BEGIN
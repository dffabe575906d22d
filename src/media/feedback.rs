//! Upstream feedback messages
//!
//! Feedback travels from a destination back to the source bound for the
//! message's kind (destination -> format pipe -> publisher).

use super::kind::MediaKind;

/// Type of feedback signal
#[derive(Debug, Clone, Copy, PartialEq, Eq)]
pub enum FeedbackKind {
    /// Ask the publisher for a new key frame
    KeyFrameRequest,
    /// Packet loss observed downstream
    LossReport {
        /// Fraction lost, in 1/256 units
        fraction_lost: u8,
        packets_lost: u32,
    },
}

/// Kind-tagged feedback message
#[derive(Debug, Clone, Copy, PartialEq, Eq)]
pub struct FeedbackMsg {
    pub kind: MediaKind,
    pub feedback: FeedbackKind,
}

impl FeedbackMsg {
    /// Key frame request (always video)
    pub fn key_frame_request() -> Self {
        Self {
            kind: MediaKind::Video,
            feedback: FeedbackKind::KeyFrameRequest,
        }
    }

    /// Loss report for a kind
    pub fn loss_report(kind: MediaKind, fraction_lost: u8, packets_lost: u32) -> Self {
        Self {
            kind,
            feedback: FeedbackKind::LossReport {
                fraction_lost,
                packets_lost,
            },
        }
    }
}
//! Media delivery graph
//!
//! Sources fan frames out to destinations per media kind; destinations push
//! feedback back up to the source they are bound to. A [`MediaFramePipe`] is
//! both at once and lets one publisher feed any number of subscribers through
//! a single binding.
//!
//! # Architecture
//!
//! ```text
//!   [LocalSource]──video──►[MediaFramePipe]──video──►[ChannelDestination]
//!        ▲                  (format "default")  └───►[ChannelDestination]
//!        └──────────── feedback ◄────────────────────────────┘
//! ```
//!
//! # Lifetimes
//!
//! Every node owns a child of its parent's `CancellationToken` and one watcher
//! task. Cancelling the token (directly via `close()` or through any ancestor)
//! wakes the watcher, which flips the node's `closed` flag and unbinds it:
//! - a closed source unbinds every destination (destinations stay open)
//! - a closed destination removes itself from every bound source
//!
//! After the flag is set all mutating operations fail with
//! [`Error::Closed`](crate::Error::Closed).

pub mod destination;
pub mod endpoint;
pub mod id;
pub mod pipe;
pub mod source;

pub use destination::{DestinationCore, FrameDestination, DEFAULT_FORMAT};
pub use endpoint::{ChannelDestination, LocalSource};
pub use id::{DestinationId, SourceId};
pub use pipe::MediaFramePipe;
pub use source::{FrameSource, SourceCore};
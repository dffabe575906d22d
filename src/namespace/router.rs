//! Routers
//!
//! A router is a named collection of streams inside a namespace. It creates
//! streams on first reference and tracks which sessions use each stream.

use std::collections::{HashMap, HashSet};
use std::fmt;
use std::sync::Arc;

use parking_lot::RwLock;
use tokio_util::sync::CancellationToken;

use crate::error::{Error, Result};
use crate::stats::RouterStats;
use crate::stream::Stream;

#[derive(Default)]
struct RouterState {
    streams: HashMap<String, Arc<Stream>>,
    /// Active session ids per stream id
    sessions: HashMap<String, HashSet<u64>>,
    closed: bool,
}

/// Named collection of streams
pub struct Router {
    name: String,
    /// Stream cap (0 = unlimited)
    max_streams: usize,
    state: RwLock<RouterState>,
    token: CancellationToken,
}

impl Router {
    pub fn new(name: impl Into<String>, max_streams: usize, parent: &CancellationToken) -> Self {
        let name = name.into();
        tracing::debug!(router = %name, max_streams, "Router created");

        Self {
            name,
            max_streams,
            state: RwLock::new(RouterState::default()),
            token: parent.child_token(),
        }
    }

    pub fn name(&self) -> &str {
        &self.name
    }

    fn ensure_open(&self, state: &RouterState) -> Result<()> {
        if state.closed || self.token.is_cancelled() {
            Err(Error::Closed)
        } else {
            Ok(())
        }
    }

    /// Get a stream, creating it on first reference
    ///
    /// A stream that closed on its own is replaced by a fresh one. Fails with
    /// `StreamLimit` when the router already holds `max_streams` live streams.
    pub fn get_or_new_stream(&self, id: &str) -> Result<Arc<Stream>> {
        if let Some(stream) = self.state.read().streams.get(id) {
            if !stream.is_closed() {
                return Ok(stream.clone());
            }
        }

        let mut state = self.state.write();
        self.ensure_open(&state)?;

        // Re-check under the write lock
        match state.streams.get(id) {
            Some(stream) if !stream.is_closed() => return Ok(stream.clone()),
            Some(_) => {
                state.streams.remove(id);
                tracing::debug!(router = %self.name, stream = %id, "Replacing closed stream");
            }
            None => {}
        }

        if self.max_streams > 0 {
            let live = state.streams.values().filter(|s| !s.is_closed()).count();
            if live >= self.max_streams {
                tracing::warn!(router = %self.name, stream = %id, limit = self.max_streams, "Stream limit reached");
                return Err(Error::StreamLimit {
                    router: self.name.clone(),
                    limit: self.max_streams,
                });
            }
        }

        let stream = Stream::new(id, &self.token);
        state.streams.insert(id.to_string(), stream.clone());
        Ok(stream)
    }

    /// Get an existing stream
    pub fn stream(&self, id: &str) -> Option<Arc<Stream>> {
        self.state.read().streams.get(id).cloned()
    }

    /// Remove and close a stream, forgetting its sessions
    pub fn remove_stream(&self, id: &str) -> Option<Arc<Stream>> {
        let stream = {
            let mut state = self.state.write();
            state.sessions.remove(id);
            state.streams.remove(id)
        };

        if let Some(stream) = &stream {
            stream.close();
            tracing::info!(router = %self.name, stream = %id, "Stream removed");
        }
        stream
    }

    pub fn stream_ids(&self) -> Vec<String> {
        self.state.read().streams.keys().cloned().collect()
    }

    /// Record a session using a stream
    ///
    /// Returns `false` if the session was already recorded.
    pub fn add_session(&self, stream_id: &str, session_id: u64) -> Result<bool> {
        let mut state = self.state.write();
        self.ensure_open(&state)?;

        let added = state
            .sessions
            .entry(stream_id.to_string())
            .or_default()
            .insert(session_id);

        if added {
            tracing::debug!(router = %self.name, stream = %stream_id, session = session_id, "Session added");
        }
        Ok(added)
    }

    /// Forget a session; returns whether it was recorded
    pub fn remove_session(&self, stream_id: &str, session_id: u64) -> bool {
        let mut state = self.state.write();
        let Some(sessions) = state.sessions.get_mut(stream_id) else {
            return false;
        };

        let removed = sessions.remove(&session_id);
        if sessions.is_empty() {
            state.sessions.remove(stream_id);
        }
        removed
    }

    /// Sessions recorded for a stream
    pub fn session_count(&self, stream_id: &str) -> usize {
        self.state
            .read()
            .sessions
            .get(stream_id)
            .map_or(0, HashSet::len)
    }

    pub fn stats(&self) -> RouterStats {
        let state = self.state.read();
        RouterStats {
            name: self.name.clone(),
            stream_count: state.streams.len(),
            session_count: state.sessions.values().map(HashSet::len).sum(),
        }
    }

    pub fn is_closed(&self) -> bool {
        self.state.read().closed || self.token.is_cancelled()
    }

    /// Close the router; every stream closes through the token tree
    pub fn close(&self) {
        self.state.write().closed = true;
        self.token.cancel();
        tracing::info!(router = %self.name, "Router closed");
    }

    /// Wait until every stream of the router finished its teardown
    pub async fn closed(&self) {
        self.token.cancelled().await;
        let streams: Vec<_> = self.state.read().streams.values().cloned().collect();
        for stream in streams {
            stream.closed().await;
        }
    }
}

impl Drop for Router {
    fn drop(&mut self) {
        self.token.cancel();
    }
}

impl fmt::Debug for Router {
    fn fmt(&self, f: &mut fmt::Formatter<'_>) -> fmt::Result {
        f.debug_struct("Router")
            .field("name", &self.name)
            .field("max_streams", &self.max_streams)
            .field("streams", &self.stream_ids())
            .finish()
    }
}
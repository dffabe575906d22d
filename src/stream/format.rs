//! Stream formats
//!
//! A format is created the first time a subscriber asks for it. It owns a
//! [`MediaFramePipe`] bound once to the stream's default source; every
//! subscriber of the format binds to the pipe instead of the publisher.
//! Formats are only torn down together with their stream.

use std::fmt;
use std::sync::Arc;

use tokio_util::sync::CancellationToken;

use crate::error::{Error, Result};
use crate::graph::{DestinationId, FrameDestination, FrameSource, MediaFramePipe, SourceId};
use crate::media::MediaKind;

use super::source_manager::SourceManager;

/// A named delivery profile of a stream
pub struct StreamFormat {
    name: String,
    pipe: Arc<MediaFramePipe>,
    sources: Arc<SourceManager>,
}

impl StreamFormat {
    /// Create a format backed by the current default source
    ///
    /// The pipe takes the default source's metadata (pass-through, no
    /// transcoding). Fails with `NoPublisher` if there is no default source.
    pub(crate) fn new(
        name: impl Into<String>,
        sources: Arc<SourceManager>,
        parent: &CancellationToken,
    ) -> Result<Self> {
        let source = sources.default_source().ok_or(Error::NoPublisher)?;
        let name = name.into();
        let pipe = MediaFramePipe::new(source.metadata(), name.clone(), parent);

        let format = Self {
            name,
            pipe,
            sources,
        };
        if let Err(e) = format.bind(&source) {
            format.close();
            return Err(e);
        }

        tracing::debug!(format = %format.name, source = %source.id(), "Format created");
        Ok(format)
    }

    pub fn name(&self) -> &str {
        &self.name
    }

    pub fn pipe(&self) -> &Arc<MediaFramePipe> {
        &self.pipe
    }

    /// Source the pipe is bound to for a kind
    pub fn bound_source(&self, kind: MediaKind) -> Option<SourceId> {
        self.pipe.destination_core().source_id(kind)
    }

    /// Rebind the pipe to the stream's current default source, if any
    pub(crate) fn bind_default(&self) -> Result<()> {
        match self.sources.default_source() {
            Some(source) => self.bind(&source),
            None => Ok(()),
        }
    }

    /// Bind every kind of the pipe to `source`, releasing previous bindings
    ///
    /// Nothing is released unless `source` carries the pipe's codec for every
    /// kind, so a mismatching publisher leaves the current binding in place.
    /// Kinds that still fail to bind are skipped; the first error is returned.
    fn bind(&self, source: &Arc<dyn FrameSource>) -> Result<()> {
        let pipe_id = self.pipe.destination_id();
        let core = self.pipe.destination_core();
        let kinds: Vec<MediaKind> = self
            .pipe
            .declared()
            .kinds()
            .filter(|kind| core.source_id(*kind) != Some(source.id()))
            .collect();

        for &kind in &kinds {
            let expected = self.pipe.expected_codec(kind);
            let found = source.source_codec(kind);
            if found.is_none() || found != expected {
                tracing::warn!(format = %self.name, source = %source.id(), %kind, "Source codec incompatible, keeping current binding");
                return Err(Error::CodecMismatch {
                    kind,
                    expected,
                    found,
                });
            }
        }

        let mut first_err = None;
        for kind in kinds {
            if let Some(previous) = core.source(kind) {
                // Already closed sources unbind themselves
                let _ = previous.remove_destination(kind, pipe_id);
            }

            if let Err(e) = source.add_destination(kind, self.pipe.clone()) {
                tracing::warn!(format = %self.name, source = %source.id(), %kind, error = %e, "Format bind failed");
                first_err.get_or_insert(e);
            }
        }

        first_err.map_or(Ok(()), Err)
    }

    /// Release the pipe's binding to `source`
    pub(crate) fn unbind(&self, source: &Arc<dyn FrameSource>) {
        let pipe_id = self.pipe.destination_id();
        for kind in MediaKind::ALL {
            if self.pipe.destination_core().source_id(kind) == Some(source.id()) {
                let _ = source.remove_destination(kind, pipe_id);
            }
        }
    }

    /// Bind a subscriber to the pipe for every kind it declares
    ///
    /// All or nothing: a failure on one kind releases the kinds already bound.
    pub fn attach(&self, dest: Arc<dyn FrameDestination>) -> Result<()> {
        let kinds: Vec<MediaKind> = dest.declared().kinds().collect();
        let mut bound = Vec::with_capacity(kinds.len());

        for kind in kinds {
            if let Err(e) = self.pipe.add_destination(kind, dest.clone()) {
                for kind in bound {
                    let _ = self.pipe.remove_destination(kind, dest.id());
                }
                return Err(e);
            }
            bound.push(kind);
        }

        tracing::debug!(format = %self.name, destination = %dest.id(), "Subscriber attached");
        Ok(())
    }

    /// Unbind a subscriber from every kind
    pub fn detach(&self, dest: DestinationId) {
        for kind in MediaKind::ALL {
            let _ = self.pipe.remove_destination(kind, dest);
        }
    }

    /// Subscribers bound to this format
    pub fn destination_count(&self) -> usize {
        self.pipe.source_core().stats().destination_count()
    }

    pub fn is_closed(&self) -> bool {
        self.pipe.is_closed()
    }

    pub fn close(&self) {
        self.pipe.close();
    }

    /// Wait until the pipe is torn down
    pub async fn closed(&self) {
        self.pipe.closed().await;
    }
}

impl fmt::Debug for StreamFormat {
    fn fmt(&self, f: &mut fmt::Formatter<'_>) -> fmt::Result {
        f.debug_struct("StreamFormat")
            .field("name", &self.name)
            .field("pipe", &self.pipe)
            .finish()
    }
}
END
Look above for the line that contains "operations fail with". Starting there, transcribe every line exactly until you have copied the line that contains "per stream id".

§ Task response
//! After the flag is set all mutating operations fail with
//! [`Error::Closed`](crate::Error::Closed).

pub mod destination;
pub mod endpoint;
pub mod id;
pub mod pipe;
pub mod source;

pub use destination::{DestinationCore, FrameDestination, DEFAULT_FORMAT};
pub use endpoint::{ChannelDestination, LocalSource};
pub use id::{DestinationId, SourceId};
pub use pipe::MediaFramePipe;
pub use source::{FrameSource, SourceCore};
repository dffabe575906d22d
filename src/namespace/router.rs
//! Routers
//!
//! A router is a named collection of streams inside a namespace. It creates
//! streams on first reference and tracks which sessions use each stream.

use std::collections::{HashMap, HashSet};
use std::fmt;
use std::sync::Arc;

use parking_lot::RwLock;
use tokio_util::sync::CancellationToken;

use crate::error::{Error, Result};
use crate::stats::RouterStats;
use crate::stream::Stream;

#[derive(Default)]
struct RouterState {
    streams: HashMap<String, Arc<Stream>>,
    /// Active session ids per stream id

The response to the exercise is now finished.